I got this Sherpa Rocky Mountain (from the 90's?) as a cast-off from an acquaintance. What can anyone tell me about it? Is it a good bike? It obviously needs some maintenance and cleaning, but beyond that.

I'm new to bicycles in general, but it's been mentioned to me that a 90's rigid steel frame MTB, with this geometry, would make a pretty good touring bike. What do you think I'd need to change to make it tour-ready? I was thinking of ordering high-quality custom 26" wheels, and replacing the handlebars with drop bars... or simply Ergon handlebar grips.

Can anyone also tell me what the gear situation is? Gears just confuse me. How many speeds does it have? What's the lowest and highest gear? (I'm not sure if this would be something you can tell from the pictures).

The rest of the pictures are in this album:

Sherp Rocky Mountain MTB - Imgur

Edit: Forgot to mention that I saw a local Craigslist ad for a vintage Specialized Stumpjumper, and I'm wondering if I should buy that one instead to change it into a touring bike. Is it a better bike?


----------



## rismtb (Dec 11, 2012)

Imgur, your bike is an 82-83 Rocky Mountain Sherpa. Rocky M began in 82' from a small space behind Bikes on Broadway. This is the first bike they produced from Japan. There are still lots on the road but I have never seen one this colour or this big. I don't know how long your legs are but if your a tall guy or girl this bike would be the ultimate touring bike. No need to change a thing except take apart clean,grease, change the cables. It is a very fine low miles vintage mtb


----------



## seaanemone (Mar 29, 2014)

rismtb said:


> I don't know how long your legs are but if your a tall guy or girl this bike would be the ultimate touring bike.


I'm 5'11, and I think the bike just barely fits me. I asked this question on another forum, and I was advised that the bike might actually be too big.
When I stand over the top tube, the tube touches my pubic bone.

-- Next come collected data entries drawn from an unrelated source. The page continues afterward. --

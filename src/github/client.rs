use base64::engine::general_purpose::STANDARD;
use base64::Engine;
use reqwest::{Client, StatusCode};
use serde::{Deserialize, Serialize};
use tracing::{debug, info};

use crate::config::Config;
use crate::error::StoreError;

/// Opaque version token for a remote blob (the GitHub blob sha).
/// Compared by equality only, never interpreted.
#[derive(Debug, Clone, PartialEq, Eq)]
pub struct VersionToken(String);

impl VersionToken {
    pub fn new(sha: impl Into<String>) -> Self {
        Self(sha.into())
    }

    pub fn as_str(&self) -> &str {
        &self.0
    }
}

/// A fetched remote file: its decoded content plus the version token
/// required for a conditional write.
#[derive(Debug, Clone)]
pub struct RemoteBlob {
    pub content: String,
    pub version: VersionToken,
}

/// GitHub content API client for versioned file reads and conditional writes
pub struct GitHubClient {
    client: Client,
    api_base: String,
    owner: String,
    repo: String,
    token: String,
}

#[derive(Debug, Deserialize)]
struct ContentsResponse {
    content: String,
    sha: String,
}

#[derive(Debug, Serialize)]
struct PutContentsRequest<'a> {
    message: &'a str,
    content: String,
    sha: &'a str,
    branch: &'a str,
}

#[derive(Debug, Deserialize)]
struct PutContentsResponse {
    content: PutContentsBlob,
}

#[derive(Debug, Deserialize)]
struct PutContentsBlob {
    sha: String,
}

impl GitHubClient {
    pub fn new(config: &Config) -> Self {
        Self {
            client: Client::new(),
            api_base: config.api_base.trim_end_matches('/').to_string(),
            owner: config.owner.clone(),
            repo: config.repo.clone(),
            token: config.github_token.clone(),
        }
    }

    /// Fetch the current content and version token of a file on a branch.
    pub async fn fetch_file(&self, path: &str, ref_name: &str) -> Result<RemoteBlob, StoreError> {
        info!(path, r#ref = ref_name, "Fetching file from GitHub");

        let url = self.contents_url(path);
        let response = self
            .client
            .get(&url)
            .query(&[("ref", ref_name)])
            .header("Accept", "application/vnd.github+json")
            .header("Authorization", format!("Bearer {}", self.token))
            .header("User-Agent", "next-review")
            .send()
            .await?;

        let status = response.status();
        match status {
            StatusCode::UNAUTHORIZED | StatusCode::FORBIDDEN => return Err(StoreError::Auth),
            StatusCode::NOT_FOUND => {
                return Err(StoreError::NotFound {
                    path: path.to_string(),
                })
            }
            _ if !status.is_success() => {
                let body = response.text().await.unwrap_or_default();
                return Err(StoreError::Transient(format!(
                    "GitHub API error ({status}): {body}"
                )));
            }
            _ => {}
        }

        let contents: ContentsResponse = response.json().await?;
        let content = decode_content(&contents.content)?;

        debug!(bytes = content.len(), sha = %contents.sha, "Fetched file");

        Ok(RemoteBlob {
            content,
            version: VersionToken::new(contents.sha),
        })
    }

    /// Write a file only if its remote version still matches `expected`.
    /// A stale token is rejected by GitHub and surfaces as `Conflict`.
    pub async fn put_file(
        &self,
        path: &str,
        content: &str,
        expected: &VersionToken,
        branch: &str,
        message: &str,
    ) -> Result<VersionToken, StoreError> {
        info!(path, branch, sha = expected.as_str(), "Writing file to GitHub");

        let request = PutContentsRequest {
            message,
            content: STANDARD.encode(content),
            sha: expected.as_str(),
            branch,
        };

        let url = self.contents_url(path);
        let response = self
            .client
            .put(&url)
            .header("Accept", "application/vnd.github+json")
            .header("Authorization", format!("Bearer {}", self.token))
            .header("User-Agent", "next-review")
            .json(&request)
            .send()
            .await?;

        let status = response.status();
        match status {
            StatusCode::UNAUTHORIZED | StatusCode::FORBIDDEN => return Err(StoreError::Auth),
            StatusCode::NOT_FOUND => {
                return Err(StoreError::NotFound {
                    path: path.to_string(),
                })
            }
            // GitHub reports a stale sha as 409, occasionally 422.
            StatusCode::CONFLICT | StatusCode::UNPROCESSABLE_ENTITY => {
                return Err(StoreError::Conflict)
            }
            _ if !status.is_success() => {
                let body = response.text().await.unwrap_or_default();
                return Err(StoreError::Transient(format!(
                    "GitHub API error ({status}): {body}"
                )));
            }
            _ => {}
        }

        let updated: PutContentsResponse = response.json().await?;

        debug!(sha = %updated.content.sha, "File committed");

        Ok(VersionToken::new(updated.content.sha))
    }

    fn contents_url(&self, path: &str) -> String {
        format!(
            "{}/repos/{}/{}/contents/{}",
            self.api_base, self.owner, self.repo, path
        )
    }
}

/// Decode the base64 `content` field of a contents response. GitHub wraps
/// the payload with newlines, which must be stripped before decoding.
fn decode_content(raw: &str) -> Result<String, StoreError> {
    let stripped: String = raw.chars().filter(|c| !c.is_whitespace()).collect();
    let bytes = STANDARD
        .decode(stripped)
        .map_err(|e| StoreError::MalformedData(format!("invalid base64 content: {e}")))?;
    String::from_utf8(bytes)
        .map_err(|e| StoreError::MalformedData(format!("content is not valid UTF-8: {e}")))
}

The seat is too high at the moment, I need to WD-40 the seat clamp to lower it and see how it feels.
But so far, I'm afraid it might be a little too big...


----------



## Uncle Grumpy (Oct 20, 2005)

I'm guessing the bike is too tall for you. You'd like at least an inch of clearance between steel and flesh when standing over it. Reach is another issue (i.e the length of the top tube and whether you'd be too stretched out on it). Reach can be tuned with stem length and saddle adjustment but the standover height can only be adjusted by deflated tyres.  

As for gears, 18sp. 3 on the front x 6 on the rear.

It needs a clean and some general love and attention but it's actually a really cool bike. Unfortunately it may be too big for you unless you're planning a growth spurt to about 6'4".

Grumps


----------